For my part, I am empowered by Patrick Bateman. That may seem strange to say, with me being a woman and the book being called one of the most misogynistic novels of all time, but it's true. Being a sullen, insecure English major with a lot of time to smoke pot and brood while reading it, I liked the idea of liking something dangerous, of possibly being something dangerous. I embraced the fantasy of seeming harmless on the surface but being capable of terrible atrocities. Not that I ever wanted to actually kill anyone, but the idea that I was secretly violent gave me a strange confidence, and the feeling of confidence eventually burrowed in and ingrained itself as something more based in reality. My self-image as a predator mellowed into something less threatening, but no less capable. Bateman gave me that taste of the overinflated, unearned, incomprehensible, MALE swagger. For as pathetic and anonymous and inconsequential as he is in his world, his delusional sense of superiority rarely wavers, never questions itself. I strive every day for that kind of resolution with self, though I try not to be nearly as pretentious about it, and with a decidedly feminine touch (and without the murderous streak).

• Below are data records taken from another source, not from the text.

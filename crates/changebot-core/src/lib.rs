// # changebot-core
//
// Core library for the Changebot "what's new" widget suite.
//
// ## Architecture Overview
//
// Several independent widgets (badge, banner, toast, panel) share one
// provider's state per scope without holding references to each other:
// - **ReactiveStore / WidgetStore**: per-scope state with synchronous change subscriptions
// - **ScopedStore**: the store plus the action table that is allowed to mutate it
// - **ServiceRegistry**: scope → services, with cancellable waits for late providers
// - **EventBus**: context requests and action events between consumers and providers
// - **ProviderController**: loads updates, hydrates and syncs the last-viewed watermark
// - **PersistedStorage / ChangelogTransport**: traits for storage and HTTP backends
//
// ## Design Principles
//
// 1. **Scope Isolation**: every key, registration and event carries its scope
// 2. **Log and Degrade**: network and storage failures end up in logs or store state
// 3. **Explicit Wiring**: bus, registry and storage are passed in, never global
// 4. **Library-First**: the CLI and demos are thin layers over this crate

pub mod api;
pub mod bus;
pub mod config;
pub mod consumer;
pub mod error;
pub mod provider;
pub mod registry;
pub mod scoped;
pub mod services;
pub mod storage;
pub mod store;
pub mod traits;
pub mod updates;

// Re-export core types for convenience
pub use api::{ApiClient, Endpoint, UserTracking};
pub use bus::{ActionEvent, BusListener, EventBus, Propagation};
pub use config::{ProviderConfig, StorageConfig};
pub use consumer::{HighlightTracker, WidgetConsumer};
pub use error::{Error, Result};
pub use provider::{LastSeenTracker, ProviderController, ProviderDeps};
pub use registry::{ServiceRegistry, StoreWaiter};
pub use scoped::{ActionTable, ScopedActions, ScopedStore};
pub use services::{ServiceConfig, Services, ViewRecorder};
pub use storage::{FileStorage, MemoryStorage, SafeStorage};
pub use store::{ReactiveStore, StateKey, StateValue, StoreState, Subscription, WidgetStore};
pub use traits::{ChangelogTransport, PersistedStorage};
pub use updates::{HighlightTarget, Tag, Update, Widget};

And speaking of gender, I happen to believe Ellis when he said he intended to write a feminist novel. Patrick Bateman is not a tragic hero. He is barely a narrator, he has no redeemable qualities, he's not even cool. He is not an ideal for anyone, hence the presence of "psycho" in the title. Bateman is a pampered, deluded, cruel, and cowardly man with bloodthirsty tendencies. He is just the worst. To me, it's pretty empowering to know that just beneath the high-and-mighty face of that beastly kind of man is a sniveling self-involved loser who will one day end up in pieces on his office floor, sobbing on someone's voicemail.

What a dork.
Mary Harron and Guinevere Turner pulled an amazing movie out of a dense, demented, unfilmable novel. They streamlined it into an elegantly twisted downward spiral and exposed it for exactly what it was: a funhouse mirror of the angry American male. Not just rich yuppies with too much power and free time, but a caricature of the entitled, hateful, greedy, impotent Man. The guy who is angry and ignorant yet wears the facade of the righteous, and sees himself as the ultimate example of what is true and just and all-American. Remind you of anyone?



Despite all that awfulness, I still love Patrick Bateman. I love him the way other horror fans love Freddy and Michael and Jason, with a loyal, fanatic affection. Sure he's a stoic babbling monster, but he's my monster just the same. Sometimes you don't know why you fall in love, you just know when it's right.

Being the theater geek that I am, I've been anxiously following the development of the musical adaption of the film. The show was first developed in London a little over a year ago, and after a great deal of hard work and dedication, really talented people have come together to make something that sounds pretty damn cool, and it's going all the way to the city that inspired it! What seems like a bizarre combination feels oddly fitting, given Patrick's fondness for music, and the fantastic nature of the killings lend themselves to more theatrical staging. The show's first preview performance on Broadway is mere hours away and I wish everyone involved the absolute best. Though I may never make it up to New York to see it, every fiber of my being wants that show to do well.

I am thrilled to live in a time when not only is my favorite guy's name suddenly getting tossed into political articles and satirical videos, not only is a deserving work of literature finally being reexamined, but best of all, I get a rocking new soundtrack to obsess over! Yes, I've pre-ordered it.